My guess is that most modern readers do see something of the ageing playwright in the wizard. How not to find metaphors in the way he moves characters around the island, conjures visions, makes pointed comments about “the great globe itself” and eventually throws aside his staff and foreswears his art? What greater last words could there be for the genius from Stratford than that famous speech about how “our revels now are ended”, or his final lines in the play asking for the audience to give him their applause and so “set him free”? Following on from that, who wouldn’t find it poignant that The Tempest is widely thought to be one of Shakespeare’s final plays (and many say his very last)? That he probably lived no more than five years after its composition? And that he did indeed quit the stage just as Prospero quit his enchanted island?

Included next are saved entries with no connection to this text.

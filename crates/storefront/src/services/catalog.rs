//! Catalog browsing: lookup and listing filters.

use std::fmt;
use std::str::FromStr;

use rust_decimal::Decimal;
use serde::{Deserialize, Serialize};

use mystery_sack_core::ProductId;

use crate::db::{ProductRepository, RepositoryError};
use crate::models::Product;

/// Categories offered in the listing filter, after `all`.
pub const CATEGORIES: &[&str] = &[
    "apparel",
    "accessories",
    "collectibles",
    "gadgets",
    "beauty",
    "lifestyle",
    "toys",
    "stationery",
    "home",
];

/// Price bucket for the listing filter. Lower bounds are inclusive, upper
/// bounds exclusive.
#[derive(Debug, Clone, Copy, PartialEq, Eq, Hash, Default, Serialize, Deserialize)]
pub enum PriceRange {
    #[default]
    #[serde(rename = "all")]
    All,
    #[serde(rename = "0-500")]
    Under500,
    #[serde(rename = "500-1000")]
    From500To1000,
    #[serde(rename = "1000-2000")]
    From1000To2000,
    #[serde(rename = "2000+")]
    From2000,
}

impl PriceRange {
    pub const ALL: [Self; 5] = [
        Self::All,
        Self::Under500,
        Self::From500To1000,
        Self::From1000To2000,
        Self::From2000,
    ];

    /// Stable identifier, as used in query strings.
    #[must_use]
    pub const fn id(self) -> &'static str {
        match self {
            Self::All => "all",
            Self::Under500 => "0-500",
            Self::From500To1000 => "500-1000",
            Self::From1000To2000 => "1000-2000",
            Self::From2000 => "2000+",
        }
    }

    /// `(min, max)` in whole pesos, or `None` for no restriction.
    const fn bounds(self) -> Option<(i64, Option<i64>)> {
        match self {
            Self::All => None,
            Self::Under500 => Some((0, Some(500))),
            Self::From500To1000 => Some((500, Some(1000))),
            Self::From1000To2000 => Some((1000, Some(2000))),
            Self::From2000 => Some((2000, None)),
        }
    }

    /// Whether `amount` falls in this bucket.
    #[must_use]
    pub fn contains(self, amount: Decimal) -> bool {
        self.bounds().is_none_or(|(min, max)| {
            amount >= Decimal::from(min) && max.is_none_or(|max| amount < Decimal::from(max))
        })
    }
}

impl fmt::Display for PriceRange {
    fn fmt(&self, f: &mut fmt::Formatter<'_>) -> fmt::Result {
        f.write_str(self.id())
    }
}

impl FromStr for PriceRange {
    type Err = String;

    fn from_str(s: &str) -> Result<Self, Self::Err> {
        Self::ALL
            .into_iter()
            .find(|r| r.id() == s)
            .ok_or_else(|| format!("invalid price range: {s}"))
    }
}

/// Listing filter. The default matches every product.
#[derive(Debug, Clone, Default, PartialEq, Eq, Serialize, Deserialize)]
pub struct ListingFilter {
    /// Case-insensitive substring of name or description.
    #[serde(default)]
    pub search: String,
    /// Category ID; `None` means all categories.
    #[serde(default)]
    pub category: Option<String>,
    #[serde(default)]
    pub price_range: PriceRange,
}

impl ListingFilter {
    #[must_use]
    pub fn matches(&self, product: &Product) -> bool {
        let query = self.search.trim().to_lowercase();
        let matches_search = query.is_empty()
            || product.name.to_lowercase().contains(&query)
            || product.description.to_lowercase().contains(&query);

        let matches_category = self
            .category
            .as_deref()
            .is_none_or(|c| c == "all" || product.category == c);

        matches_search && matches_category && self.price_range.contains(product.price.amount)
    }
}

/// Look up a product.
///
/// # Errors
///
/// Returns `RepositoryError::NotFound` for an unknown ID.
pub fn get_product(products: &ProductRepository, id: ProductId) -> Result<&Product, RepositoryError> {
    products.require(id)
}

/// Products matching `filter`, in listing order.
#[must_use]
pub fn list_products<'a>(products: &'a ProductRepository, filter: &ListingFilter) -> Vec<&'a Product> {
    products.all().iter().filter(|p| filter.matches(p)).collect()
}
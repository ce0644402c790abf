//! Newtype IDs for type-safe entity references.
//!
//! Use the `define_id!` macro to create type-safe ID wrappers that prevent
//! accidentally passing a product ID where an order ID is expected.

/// Macro to define a type-safe ID wrapper.
///
/// Creates a newtype wrapper around `i32` with:
/// - `Serialize`/`Deserialize` with `#[serde(transparent)]`
/// - `Debug`, `Clone`, `Copy`, `PartialEq`, `Eq`, `PartialOrd`, `Ord`, `Hash`
/// - Conversion methods: `new()`, `as_i32()`
/// - `From<i32>`, `Into<i32>`, `Display` and `FromStr` implementations
///
/// # Example
///
/// ```rust
/// # use mystery_sack_core::define_id;
/// define_id!(UserId);
/// define_id!(OrderId);
///
/// let user_id = UserId::new(1);
/// let order_id = OrderId::new(1);
///
/// // These are different types, so this won't compile:
/// // let _: UserId = order_id;
/// ```
#[macro_export]
macro_rules! define_id {
    ($name:ident) => {
        #[derive(
            Debug,
            Clone,
            Copy,
            PartialEq,
            Eq,
            PartialOrd,
            Ord,
            Hash,
            ::serde::Serialize,
            ::serde::Deserialize
        )]
        #[serde(transparent)]
        pub struct $name(i32);

        impl $name {
            /// Create a new ID from an i32 value.
            #[must_use]
            pub const fn new(id: i32) -> Self {
                Self(id)
            }

            /// Get the underlying i32 value.
            #[must_use]
            pub const fn as_i32(&self) -> i32 {
                self.0
            }
        }

        impl ::core::fmt::Display for $name {
            fn fmt(&self, f: &mut ::core::fmt::Formatter<'_>) -> ::core::fmt::Result {
                write!(f, "{}", self.0)
            }
        }

        impl ::core::str::FromStr for $name {
            type Err = ::core::num::ParseIntError;

            fn from_str(s: &str) -> ::core::result::Result<Self, Self::Err> {
                s.trim().parse::<i32>().map(Self)
            }
        }

        impl From<i32> for $name {
            fn from(id: i32) -> Self {
                Self(id)
            }
        }

        impl From<$name> for i32 {
            fn from(id: $name) -> Self {
                id.0
            }
        }
    };
}

// Storefront entity IDs
define_id!(UserId);
define_id!(ProductId);
define_id!(VariationId);
define_id!(OrderId);
//! Mystery Sack Core - Shared types library.
//!
//! This crate provides common types used across all Mystery Sack components:
//! - `storefront` - Cart, checkout, auth and catalog state for a shopper session
//! - `cli` - Command-line tools for browsing the catalog and running a checkout
//!
//! # Architecture
//!
//! The core crate contains only types and traits - no I/O, no clocks,
//! no logging. This keeps it lightweight and allows it to be used anywhere.
//!
//! # Modules
//!
//! - [`types`] - Newtype wrappers for type-safe IDs, prices, contact details and statuses

#![cfg_attr(not(test), forbid(unsafe_code))]

pub mod types;

pub use types::*;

Once you start seeing autobiography in these final speeches, it follows that Shakespeare might have written more of himself into Prospero. Bardolators have loved this idea from the late 19th century onwards. Writing in 1875, for instance, Edward Dowden said: “We identify Prospero in some measure with Shakespeare himself … because the temper of Prospero, the grave harmony of his character, his self-mastery, his calm validity of will … and with these, a certain abandonment, a remoteness from the common joys and sorrows of the world, are characteristic of Shakespeare as discovered to us in all his latest plays.”

It’s easy to be cynical about the idea that we know Prospero is Shakespeare because he shares characteristics with all the other characters we’ve also identified with the playwright. Yet it’s also easy to see why this line of thought is so tempting. Shakespeare is a uniquely tantalising historical figure. He gives us a feeling of remarkable kinship and understanding. He stretches out to us, through the ages, and shows that he thought and felt much as we do; he saw his world as we see ours. What’s more, he still speaks our minds. We can still identify with Hamlet, Othello and even Macbeth. And as a result, few historical figures feel closer than the man who created them. Except, of course, we know next to nothing about him.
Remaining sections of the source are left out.